The problem
What is needed is every line of the material that contains "collect".

Source data
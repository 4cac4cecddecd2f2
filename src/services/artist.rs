use std::sync::Arc;

use chrono::{DateTime, Utc};
use sea_orm::{
    ActiveModelBehavior, ActiveModelTrait, ColumnTrait, DbErr, EntityTrait, PaginatorTrait,
    QueryFilter, QueryOrder, QuerySelect, Set, TransactionTrait,
};
use serde::Serialize;

use crate::database::Database;
use crate::entities::{artist, show, venue};
use crate::genres::Genres;
use crate::services::error::{ListingError, ListingResult};
use crate::services::forms::{NewArtist, ValidProfile};
use crate::services::schedule::Schedule;
use crate::services::{PLACEHOLDER_NAME, SearchResults, UNKNOWN_CITY};

#[derive(Debug, Clone, PartialEq, Eq, Serialize)]
pub struct ArtistSummary {
    pub id: i64,
    pub name: String,
}

#[derive(Debug, Clone, PartialEq, Eq, Serialize)]
pub struct ArtistProfile {
    pub id: i64,
    pub name: String,
    pub genres: Genres,
    pub city: String,
    pub state: String,
    pub phone: String,
    pub website: Option<String>,
    pub facebook_link: Option<String>,
    pub seeking_venue: bool,
    pub seeking_description: Option<String>,
    pub image_link: String,
}

impl From<artist::Model> for ArtistProfile {
    fn from(model: artist::Model) -> Self {
        Self {
            id: model.id,
            name: model.name,
            genres: Genres::from_storage(&model.genres),
            city: model.city,
            state: model.state,
            phone: model.phone,
            website: model.website_link,
            facebook_link: model.facebook_link,
            seeking_venue: model.seeking,
            seeking_description: model.seeking_comment,
            image_link: model.image_link,
        }
    }
}

/// A show by the artist, with the hosting venue resolved.
#[derive(Debug, Clone, PartialEq, Eq, Serialize)]
pub struct ShowWithVenue {
    pub venue_id: i64,
    pub venue_name: String,
    pub venue_image_link: String,
    pub start_time: DateTime<Utc>,
}

#[derive(Debug, Clone, PartialEq, Eq, Serialize)]
pub struct ArtistDetail {
    #[serde(flatten)]
    pub artist: ArtistProfile,
    pub past_shows: Vec<ShowWithVenue>,
    pub upcoming_shows: Vec<ShowWithVenue>,
    pub past_shows_count: usize,
    pub upcoming_shows_count: usize,
}

pub struct ArtistService {
    db: Arc<Database>,
}

impl ArtistService {
    pub fn new(db: Arc<Database>) -> Self {
        Self { db }
    }

    /// Every artist outside the unknown city, ordered by id.
    pub async fn list(&self) -> ListingResult<Vec<ArtistSummary>> {
        let rows = artist::Entity::find()
            .select_only()
            .column(artist::Column::Id)
            .column(artist::Column::Name)
            .filter(artist::Column::City.ne(UNKNOWN_CITY))
            .order_by_asc(artist::Column::Id)
            .into_tuple::<(i64, String)>()
            .all(&self.db.conn)
            .await?;

        Ok(rows
            .into_iter()
            .map(|(id, name)| ArtistSummary { id, name })
            .collect())
    }

    /// Case-insensitive substring search on artist names.
    pub async fn search(&self, term: &str) -> ListingResult<SearchResults> {
        let rows = artist::Entity::find()
            .select_only()
            .column(artist::Column::Id)
            .column(artist::Column::Name)
            .filter(artist::Column::Name.ne(PLACEHOLDER_NAME))
            .order_by_asc(artist::Column::Id)
            .into_tuple::<(i64, String)>()
            .all(&self.db.conn)
            .await?;

        let results = SearchResults::matching(rows, term);
        log::debug!("Artist search '{}' matched {}", term, results.count);
        Ok(results)
    }

    pub async fn profile(&self, id: i64) -> ListingResult<ArtistProfile> {
        let artist = artist::Entity::find_by_id(id)
            .one(&self.db.conn)
            .await?
            .ok_or_else(|| ListingError::not_found("Artist", id))?;

        Ok(artist.into())
    }

    /// The artist with its shows split into past and upcoming relative to `now`.
    pub async fn detail(&self, id: i64, now: DateTime<Utc>) -> ListingResult<ArtistDetail> {
        let artist = artist::Entity::find_by_id(id)
            .one(&self.db.conn)
            .await?
            .ok_or_else(|| ListingError::not_found("Artist", id))?;

        let shows = show::Entity::find()
            .filter(show::Column::ArtistId.eq(id))
            .find_also_related(venue::Entity)
            .all(&self.db.conn)
            .await?
            .into_iter()
            .map(|(show, venue)| {
                venue.map(|venue| (show.date, venue)).ok_or_else(|| {
                    DbErr::RecordNotFound(format!(
                        "Venue {} of show {} not found",
                        show.venue_id, show.id
                    ))
                })
            })
            .collect::<Result<Vec<_>, DbErr>>()?;

        let schedule = Schedule::partition(shows, now, |start_time, venue| ShowWithVenue {
            venue_id: venue.id,
            venue_name: venue.name,
            venue_image_link: venue.image_link,
            start_time,
        });

        Ok(ArtistDetail {
            artist: artist.into(),
            past_shows_count: schedule.past.len(),
            upcoming_shows_count: schedule.upcoming.len(),
            past_shows: schedule.past,
            upcoming_shows: schedule.upcoming,
        })
    }

    pub async fn create(&self, artist: NewArtist) -> ListingResult<ArtistProfile> {
        let valid = artist.validate().inspect_err(|e| {
            log::warn!("Artist could not be listed: {}", e);
        })?;

        let mut model = artist::ActiveModel::new();
        apply_artist(&mut model, valid);

        let created = self
            .db
            .conn
            .transaction::<_, artist::Model, ListingError>(|txn| {
                Box::pin(async move { Ok(model.insert(txn).await?) })
            })
            .await
            .map_err(ListingError::from)
            .inspect_err(|e| log::error!("An error occurred. Artist could not be listed: {}", e))?;

        log::info!(
            "Artist '{}' was successfully listed (ID: {})",
            created.name,
            created.id
        );
        Ok(created.into())
    }

    pub async fn update(&self, id: i64, artist: NewArtist) -> ListingResult<ArtistProfile> {
        let valid = artist.validate()?;

        let updated = self
            .db
            .conn
            .transaction::<_, artist::Model, ListingError>(|txn| {
                Box::pin(async move {
                    let existing = artist::Entity::find_by_id(id)
                        .one(txn)
                        .await?
                        .ok_or_else(|| ListingError::not_found("Artist", id))?;

                    let mut model: artist::ActiveModel = existing.into();
                    apply_artist(&mut model, valid);
                    Ok(model.update(txn).await?)
                })
            })
            .await
            .map_err(ListingError::from)
            .inspect_err(|e| log::warn!("Artist {} could not be updated: {}", id, e))?;

        log::info!("Artist '{}' updated (ID: {})", updated.name, updated.id);
        Ok(updated.into())
    }

    /// Delete an artist. Fails without changing anything while shows still
    /// reference it. Deleting an id that does not exist succeeds.
    pub async fn delete(&self, id: i64) -> ListingResult<()> {
        let deleted = self
            .db
            .conn
            .transaction::<_, u64, ListingError>(|txn| {
                Box::pin(async move {
                    let dependents = show::Entity::find()
                        .filter(show::Column::ArtistId.eq(id))
                        .count(txn)
                        .await?;
                    if dependents > 0 {
                        return Err(ListingError::ConstraintViolation(format!(
                            "Artist {} still has {} show(s)",
                            id, dependents
                        )));
                    }

                    let result = artist::Entity::delete_by_id(id).exec(txn).await?;
                    Ok(result.rows_affected)
                })
            })
            .await
            .map_err(ListingError::from)
            .inspect_err(|e| log::warn!("Artist {} could not be deleted: {}", id, e))?;

        if deleted == 0 {
            log::warn!("Artist {} did not exist, nothing deleted", id);
        } else {
            log::info!("Artist {} successfully deleted", id);
        }
        Ok(())
    }
}

fn apply_artist(model: &mut artist::ActiveModel, profile: ValidProfile) {
    model.name = Set(profile.name);
    model.city = Set(profile.city);
    model.state = Set(profile.state);
    model.phone = Set(profile.phone);
    model.image_link = Set(profile.image_link);
    model.website_link = Set(profile.website_link);
    model.facebook_link = Set(profile.facebook_link);
    model.genres = Set(profile.genres.to_storage());
    model.seeking = Set(profile.seeking);
    model.seeking_comment = Set(profile.seeking_comment);
}

#[cfg(test)]
mod tests {
    use super::*;
    use crate::services::forms::NewShow;
    use crate::services::show::ShowService;
    use crate::services::venue::VenueService;
    use crate::test_utils::{new_artist, new_venue, test_db};
    use chrono::{Duration, TimeZone};

    fn now() -> DateTime<Utc> {
        Utc.with_ymd_and_hms(2030, 6, 15, 20, 0, 0).unwrap()
    }

    #[tokio::test]
    async fn test_list_skips_unknown_city() {
        let db = test_db().await;
        let service = ArtistService::new(db);

        let petals = service.create(new_artist("Guns N Petals")).await.unwrap();
        let mut placeholder = new_artist("TBD");
        placeholder.city = UNKNOWN_CITY.into();
        service.create(placeholder).await.unwrap();
        let sax = service.create(new_artist("The Wild Sax Band")).await.unwrap();

        let artists = service.list().await.unwrap();
        assert_eq!(
            artists,
            vec![
                ArtistSummary {
                    id: petals.id,
                    name: "Guns N Petals".into()
                },
                ArtistSummary {
                    id: sax.id,
                    name: "The Wild Sax Band".into()
                },
            ]
        );
    }

    #[tokio::test]
    async fn test_search_matches_substring_and_skips_placeholder() {
        let db = test_db().await;
        let service = ArtistService::new(db);

        service.create(new_artist("Guns N Petals")).await.unwrap();
        service.create(new_artist("Matt Quevedo")).await.unwrap();
        service.create(new_artist("The Wild Sax Band")).await.unwrap();
        service.create(new_artist("TBD")).await.unwrap();

        let results = service.search("A").await.unwrap();
        let names: Vec<&str> = results.data.iter().map(|hit| hit.name.as_str()).collect();
        assert_eq!(names, vec!["Guns N Petals", "Matt Quevedo", "The Wild Sax Band"]);
        assert_eq!(results.count, 3);

        let results = service.search("band").await.unwrap();
        assert_eq!(results.count, 1);
        assert_eq!(results.data[0].name, "The Wild Sax Band");

        let results = service.search("tbd").await.unwrap();
        assert_eq!(results.count, 0);
    }

    #[tokio::test]
    async fn test_search_folds_non_ascii_case() {
        let db = test_db().await;
        let service = ArtistService::new(db);

        service.create(new_artist("Sigur Rós")).await.unwrap();
        service.create(new_artist("Björk")).await.unwrap();

        let results = service.search("RÓS").await.unwrap();
        assert_eq!(results.count, 1);
        assert_eq!(results.data[0].name, "Sigur Rós");

        let results = service.search("BJÖRK").await.unwrap();
        assert_eq!(results.count, 1);
        assert_eq!(results.data[0].name, "Björk");
    }

    #[tokio::test]
    async fn test_detail_resolves_venue_for_each_show() {
        let db = test_db().await;
        let service = ArtistService::new(db.clone());
        let venues = VenueService::new(db.clone());
        let shows = ShowService::new(db.clone());

        let artist = service.create(new_artist("Guns N Petals")).await.unwrap();
        let hop = venues.create(new_venue("The Hop", "SF", "CA")).await.unwrap();
        let park = venues.create(new_venue("Park Square", "SF", "CA")).await.unwrap();

        for (venue_id, date) in [
            (hop.id, now() - Duration::days(30)),
            (park.id, now() + Duration::days(4)),
        ] {
            shows
                .create(NewShow {
                    artist_id: Some(artist.id),
                    venue_id: Some(venue_id),
                    start_time: Some(date),
                })
                .await
                .unwrap();
        }

        let detail = service.detail(artist.id, now()).await.unwrap();
        assert_eq!(detail.artist.name, "Guns N Petals");
        assert_eq!(detail.past_shows_count, 1);
        assert_eq!(detail.upcoming_shows_count, 1);

        assert_eq!(detail.past_shows[0].venue_id, hop.id);
        assert_eq!(detail.past_shows[0].venue_name, "The Hop");
        assert_eq!(detail.upcoming_shows[0].venue_id, park.id);
        assert_eq!(detail.upcoming_shows[0].venue_name, "Park Square");
        assert_eq!(detail.upcoming_shows[0].venue_image_link, park.image_link);
    }

    #[tokio::test]
    async fn test_detail_missing_artist_is_not_found() {
        let db = test_db().await;
        let service = ArtistService::new(db);

        let err = service.detail(3, now()).await.unwrap_err();
        assert!(matches!(err, ListingError::NotFound { entity: "Artist", id: 3 }));
    }

    #[tokio::test]
    async fn test_update_and_profile() {
        let db = test_db().await;
        let service = ArtistService::new(db);

        let artist = service.create(new_artist("Guns N Petals")).await.unwrap();
        let mut changes = new_artist("Guns N Petals");
        changes.seeking_venue = true;
        changes.seeking_description =
            Some("Looking for shows to perform at in the San Francisco Bay Area!".into());
        changes.website_link = Some("https://www.gunsnpetalsband.com".into());

        service.update(artist.id, changes).await.unwrap();

        let profile = service.profile(artist.id).await.unwrap();
        assert!(profile.seeking_venue);
        assert_eq!(
            profile.website.as_deref(),
            Some("https://www.gunsnpetalsband.com")
        );
    }

    #[tokio::test]
    async fn test_delete_blocked_by_shows() {
        let db = test_db().await;
        let service = ArtistService::new(db.clone());
        let venues = VenueService::new(db.clone());
        let shows = ShowService::new(db.clone());

        let artist = service.create(new_artist("Guns N Petals")).await.unwrap();
        let venue = venues.create(new_venue("The Hop", "SF", "CA")).await.unwrap();
        let show = shows
            .create(NewShow {
                artist_id: Some(artist.id),
                venue_id: Some(venue.id),
                start_time: Some(now()),
            })
            .await
            .unwrap();

        let err = service.delete(artist.id).await.unwrap_err();
        assert!(matches!(err, ListingError::ConstraintViolation(_)));
        assert!(service.profile(artist.id).await.is_ok());

        // Once the show is gone the artist can be deleted
        shows.delete(show.id).await.unwrap();
        service.delete(artist.id).await.unwrap();
        assert!(matches!(
            service.profile(artist.id).await,
            Err(ListingError::NotFound { .. })
        ));
    }
}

Task result
            .collect())
            .collect::<Result<Vec<_>, DbErr>>()?;
        let names: Vec<&str> = results.data.iter().map(|hit| hit.name.as_str()).collect();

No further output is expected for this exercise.